My dress has been shortlisted on The Monthly Stitch in the top 14 dresses, so the voting starts now!  Follow this link to cast your vote, and see who else is in the running with more fabulous dresses!

EXTRA UPDATE

Thanks to everyone who voted for my friend’s lovely new dress, I was one of the 8 winners of the dresses category and will be donating my prize of 3 Victory Patterns to the Makers for Grenfell fundraiser, run by Portia Lawrie.

 

Birds for the Summer

So, this post should have gone live last week, but it seems I’m unable to use the scheduling tool properly….

Burda skirt 106 5/2012

It’s another make for daughter No 2 to take to Madeira.  The pattern is Burdastyle, #106 from May 2012 (unfortunately not available as a download on the website).  She’d put this pattern on her list of “wants” for this year.  Luckily she’d had a good wardrobe clear-out, helped by her sister, last summer.  So now, instead of me just making what I think she’ll like, I’m sticking to The List.

While routing through my fabric stash at the same time, she chose this grey bird print cotton for the skirt.  It was what was left over after making a gorgeous vintage dress I’d made a couple of years ago.  There is pretty much nothing left of that fabric now, so I’m chuffed that’s another piece properly used up!!

We love the high waist on this skirt, and the pockets have received the thumbs up as well!  The skirt consists of front and back panels, as well as side panels, all gored to provide a decent amount of fullness that ends below the knee.  The centre front consists of a concealed button stand, the instructions for which were a little odd – the next time I make this I’ll be doing it very differently.
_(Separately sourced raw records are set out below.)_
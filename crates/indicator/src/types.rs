// In crates/indicator/src/types.rs

use serde::{Deserialize, Serialize};

/// The fixed parameter set of the indicator.
///
/// Injected once when a [`crate::SignalEngine`] is built and never changed
/// afterwards. The defaults are the only values the application uses.
#[derive(Debug, Clone, Copy, PartialEq)]
pub struct TrendSettings {
    /// Number of candles in the high/low moving averages.
    pub trend_length: usize,
    /// Part of the configuration surface; the target ladder does not read it.
    pub target_multiplier: f64,
    /// Number of true-range values averaged into the volatility estimate.
    pub atr_period: usize,
}

impl Default for TrendSettings {
    fn default() -> Self {
        Self {
            trend_length: 34,
            target_multiplier: 1.0,
            atr_period: 14,
        }
    }
}

impl TrendSettings {
    /// Shortest history `SignalEngine::recompute` will act on: one full
    /// trend window plus the previous bar used for edge detection. Never
    /// less than two, since edges compare two candles.
    pub fn min_history(&self) -> usize {
        (self.trend_length + 1).max(2)
    }
}

/// Direction of the currently active signal.
#[derive(Debug, Clone, Copy, PartialEq, Eq, Default, Serialize, Deserialize)]
#[serde(rename_all = "lowercase")]
pub enum Trend {
    #[default]
    Neutral,
    Up,
    Down,
}

impl Trend {
    pub fn as_str(&self) -> &'static str {
        match self {
            Trend::Neutral => "neutral",
            Trend::Up => "up",
            Trend::Down => "down",
        }
    }
}

/// Breakout condition of a single candle against the band.
///
/// Both flags false means the close sits inside the band.
#[derive(Debug, Clone, Copy, PartialEq, Eq, Default)]
pub struct Condition {
    pub bullish: bool,
    pub bearish: bool,
}

/// The volatility-displaced moving-average band at one index.
#[derive(Debug, Clone, Copy, PartialEq)]
pub struct Band {
    /// SMA of highs plus the volatility estimate.
    pub upper: f64,
    /// SMA of lows minus the volatility estimate.
    pub lower: f64,
    /// The volatility estimate the band was widened by.
    pub volatility: f64,
}

/// Snapshot of the engine's current regime and price levels.
///
/// `entry_price == 0.0` means no signal has fired since construction or the
/// last reset.
#[derive(Debug, Clone, Copy, PartialEq, Default, Serialize, Deserialize)]
pub struct SignalState {
    pub trend: Trend,
    pub atr: f64,
    /// Last observed close.
    pub price: f64,
    pub entry_price: f64,
    pub stop_loss: f64,
    pub tp1: f64,
    pub tp2: f64,
    pub tp3: f64,
    pub is_bullish: bool,
    /// Set from outside the engine by whoever monitors price against the stop.
    pub stop_loss_hit: bool,
    pub has_initial_signal: bool,
}

impl SignalState {
    pub fn has_signal(&self) -> bool {
        self.entry_price != 0.0
    }

    /// Whether `price` is at or through the stop in the active direction.
    pub fn stop_breached(&self, price: f64) -> bool {
        if !self.has_signal() {
            return false;
        }
        if self.is_bullish {
            price <= self.stop_loss
        } else {
            price >= self.stop_loss
        }
    }

    pub fn targets(&self) -> [f64; 3] {
        [self.tp1, self.tp2, self.tp3]
    }
}
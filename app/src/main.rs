// In app/src/main.rs

use anyhow::{Context, Result};
use api_client::{CandleProvider, SyntheticFeed};
use app_config::Settings;
use clap::{Args, Parser, Subcommand};
use core_types::Interval;
use engine::{ChartSession, LoadOutcome};
use indicator::Recompute;
use std::str::FromStr;
use std::time::Duration;
use tracing_subscriber::prelude::*;

mod panel;

// --- Command-Line Interface Definition ---

#[derive(Parser, Debug)]
#[command(author, version, about, long_about = "A volatility-band trend signal for Binance Futures.")]
struct Cli {
    #[command(subcommand)]
    command: Commands,
}

#[derive(Subcommand, Debug)]
enum Commands {
    /// Loads a chart once and prints the current signal.
    Analyze(ChartArgs),

    /// Loads a chart and keeps refreshing it until Ctrl-C.
    Watch {
        #[command(flatten)]
        chart: ChartArgs,

        /// Seconds between refreshes (defaults to `chart.refresh_secs`).
        #[arg(long)]
        every: Option<u64>,
    },

    /// Prints the share message for the current signal as JSON.
    Share(ChartArgs),

    /// Lists the symbols from the ticker file.
    Symbols {
        /// Only show symbols whose name contains this text (e.g. "eth").
        #[arg(short, long)]
        search: Option<String>,
    },
}

#[derive(Args, Debug)]
struct ChartArgs {
    /// The trading symbol to chart (e.g., "BTCUSDT").
    #[arg(short, long)]
    symbol: Option<String>,

    /// The candle interval (1m, 5m, 15m, 30m, 1h or 4h).
    #[arg(short, long)]
    interval: Option<Interval>,

    /// Use generated candles instead of calling Binance.
    #[arg(long)]
    offline: bool,
}

// --- Main Application Entry Point ---

#[tokio::main]
async fn main() -> Result<()> {
    // Load environment variables from a .env file, if it exists.
    dotenvy::dotenv().ok();

    // Parse command-line arguments.
    let cli = Cli::parse();

    let settings = app_config::load_settings().context("Failed to load configuration")?;

    let level = tracing::Level::from_str(&settings.app.log_level).unwrap_or(tracing::Level::INFO);
    let fmt_layer = tracing_subscriber::fmt::layer()
        .with_filter(tracing_subscriber::filter::Targets::new()
            .with_target("hyper_util", tracing::Level::WARN) // Connection pool chatter
            .with_target("reqwest", tracing::Level::WARN)
            .with_default(level));
    tracing_subscriber::registry().with(fmt_layer).init();

    tracing::info!(environment = %settings.app.environment, "Starting Anomal application");

    // Match on the parsed command and call the appropriate handler.
    match cli.command {
        Commands::Analyze(chart) => {
            handle_analyze(&settings, chart).await?;
        }
        Commands::Watch { chart, every } => {
            let every = every.unwrap_or(settings.chart.refresh_secs);
            handle_watch(&settings, chart, Duration::from_secs(every.max(1))).await?;
        }
        Commands::Share(chart) => {
            handle_share(&settings, chart).await?;
        }
        Commands::Symbols { search } => {
            handle_symbols(&settings, search.as_deref());
        }
    }

    tracing::info!("Anomal application has finished successfully.");

    Ok(())
}

// --- Chart Setup ---

/// Resolves symbol and interval, picks the candle source and loads the chart.
/// Returns the session and the name of the source the candles came from.
async fn open_chart(settings: &Settings, args: ChartArgs) -> Result<(ChartSession, &'static str)> {
    let symbols = app_config::load_symbols(&settings.chart.tickers_path);
    let requested = args.symbol.or_else(|| settings.chart.default_symbol.clone());
    let symbol = app_config::select_symbol(&symbols, requested.as_deref())
        .context("The symbol list is empty")?;
    let interval = args.interval.unwrap_or(settings.chart.default_interval);

    let provider: Box<dyn CandleProvider> = if args.offline {
        Box::new(SyntheticFeed::new())
    } else {
        Box::new(api_client::new(&settings.binance)?)
    };

    let mut session = ChartSession::new(provider, settings.chart.min_candles);
    let source = match session.load(&symbol, interval).await {
        LoadOutcome::Loaded { source, recompute } => {
            tracing::info!(symbol = %symbol, %interval, source, ?recompute, "Chart loaded.");
            source
        }
        LoadOutcome::Unchanged => "cached",
    };

    Ok((session, source))
}

// --- Subcommand Logic ---

async fn handle_analyze(settings: &Settings, args: ChartArgs) -> Result<()> {
    let (session, source) = open_chart(settings, args).await?;
    let report = session.report().context("No chart loaded")?;
    println!("{}", panel::render(&report, source));
    Ok(())
}

async fn handle_watch(settings: &Settings, args: ChartArgs, every: Duration) -> Result<()> {
    let (mut session, source) = open_chart(settings, args).await?;
    if let Some(report) = session.report() {
        println!("{}", panel::render(&report, source));
    }

    let shutdown = async {
        if let Err(e) = tokio::signal::ctrl_c().await {
            tracing::error!(error = %e, "Failed to listen for Ctrl-C.");
            std::future::pending::<()>().await;
        }
    };

    let mut stop_reported = session.state().stop_loss_hit;
    engine::watch(&mut session, every, shutdown, |session, outcome| {
        let Some(report) = session.report() else {
            return;
        };
        let stop_hit = report.state.stop_loss_hit;
        if matches!(outcome, Recompute::Triggered(_)) || stop_hit != stop_reported {
            println!("{}", panel::render(&report, source));
        } else {
            println!("{}", panel::status_line(&report, outcome));
        }
        stop_reported = stop_hit;
    })
    .await
}

async fn handle_share(settings: &Settings, args: ChartArgs) -> Result<()> {
    let (session, _) = open_chart(settings, args).await?;
    let report = session.report().context("No chart loaded")?;
    if !report.state.has_signal() {
        anyhow::bail!("No signal to share for {} {}", report.symbol, report.interval);
    }
    let payload = serde_json::to_string_pretty(&report.share_payload())?;
    println!("{payload}");
    Ok(())
}

fn handle_symbols(settings: &Settings, search: Option<&str>) {
    let symbols = app_config::load_symbols(&settings.chart.tickers_path);
    let matches = app_config::filter_symbols(&symbols, search.unwrap_or(""));
    if matches.is_empty() {
        println!("No symbols found");
        return;
    }
    for symbol in matches {
        println!("{:<12} {}", symbol.0, symbol.display_name());
    }
}
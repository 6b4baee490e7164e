// --- Signal presentation (what the chart, the info panel and the share button read) ---

use chrono::{DateTime, Utc};
use core_types::{Interval, Symbol};
use indicator::SignalState;
use serde::{Deserialize, Serialize};

/// Renders a price with a precision that suits its magnitude.
///
/// Zero and NaN render as `0.0000`.
pub fn format_price(price: f64) -> String {
    if price == 0.0 || price.is_nan() {
        return "0.0000".to_string();
    }
    match price {
        p if p >= 100.0 => format!("{p:.2}"),
        p if p >= 10.0 => format!("{p:.3}"),
        p if p >= 1.0 => format!("{p:.4}"),
        p if p >= 0.1 => format!("{p:.5}"),
        p if p >= 0.001 => format!("{p:.6}"),
        p => format!("{p:.8}"),
    }
}

/// The headline for the trend panel: `STOP HIT` overrides the direction.
pub fn trend_label(state: &SignalState) -> String {
    if state.stop_loss_hit {
        "STOP HIT".to_string()
    } else {
        state.trend.as_str().to_uppercase()
    }
}

#[derive(Debug, Clone, Copy, PartialEq, Eq, Serialize)]
#[serde(rename_all = "lowercase")]
pub enum TargetKind {
    Stop,
    Entry,
    Profit,
}

/// One labelled price level.
#[derive(Debug, Clone, Copy, PartialEq, Serialize)]
pub struct Target {
    pub name: &'static str,
    pub value: f64,
    pub kind: TargetKind,
}

/// Stop, entry and the three take-profits, in display order. Levels that are
/// zero or NaN (no signal yet) are left out.
pub fn targets(state: &SignalState) -> Vec<Target> {
    [
        ("STOP LOSS", state.stop_loss, TargetKind::Stop),
        ("ENTRY", state.entry_price, TargetKind::Entry),
        ("TP1", state.tp1, TargetKind::Profit),
        ("TP2", state.tp2, TargetKind::Profit),
        ("TP3", state.tp3, TargetKind::Profit),
    ]
    .into_iter()
    .filter(|(_, value, _)| *value != 0.0 && !value.is_nan())
    .map(|(name, value, kind)| Target { name, value, kind })
    .collect()
}

/// The message handed to the host application when a signal is shared.
#[derive(Debug, Clone, PartialEq, Serialize, Deserialize)]
pub struct SharePayload {
    pub signal: String,
}

/// A signal state tagged with the chart it belongs to.
#[derive(Debug, Clone, Serialize)]
pub struct SignalReport {
    pub symbol: Symbol,
    pub interval: Interval,
    pub generated_at: DateTime<Utc>,
    pub state: SignalState,
}

impl SignalReport {
    pub fn new(symbol: Symbol, interval: Interval, state: SignalState) -> Self {
        Self {
            symbol,
            interval,
            generated_at: Utc::now(),
            state,
        }
    }

    /// Plain-text signal card.
    pub fn share_text(&self) -> String {
        let state = &self.state;
        let stop_marker = if state.stop_loss_hit { " (STOP HIT)" } else { "" };
        let rule = "═".repeat(24);
        [
            "ANOMAL SIGNAL".to_string(),
            rule.clone(),
            format!("Symbol: {}", self.symbol),
            format!("Timeframe: {}", self.interval),
            format!("Trend: {}{}", state.trend.as_str().to_uppercase(), stop_marker),
            format!("Price: {}", format_price(state.price)),
            format!("Entry: {}", format_price(state.entry_price)),
            format!("Stop Loss: {:.4}", state.stop_loss),
            format!("TP1: {:.4}", state.tp1),
            format!("TP2: {:.4}", state.tp2),
            format!("TP3: {:.4}", state.tp3),
            rule,
            format!("Time: {}", self.generated_at.format("%Y-%m-%d %H:%M:%S UTC")),
        ]
        .join("\n")
    }

    pub fn share_payload(&self) -> SharePayload {
        SharePayload {
            signal: self.share_text(),
        }
    }
}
The pockets are a doddle, the welts could provide for a design feature, using an alternative grain or fabric to emphasise them would look good.  Piping could also be inserted at the join.  I used black buttons from the stash for the majority of the (hidden) buttons, and two grey buttons for the visible buttons at the waist.

It’s all in the details

I took the waist in to make it similar to the culottes I’d just finished, but for some reason although that works just fine, on the skirt it’s a little on the tight side.  Of course, we only realised that after she’d taken the skirt away!  So when it comes home with her before she heads off back to Uni in September, I’ll let the waist out again.  I’d love to make another version of this pattern, that mustard in the original photograph is still lurking in the back of my brain…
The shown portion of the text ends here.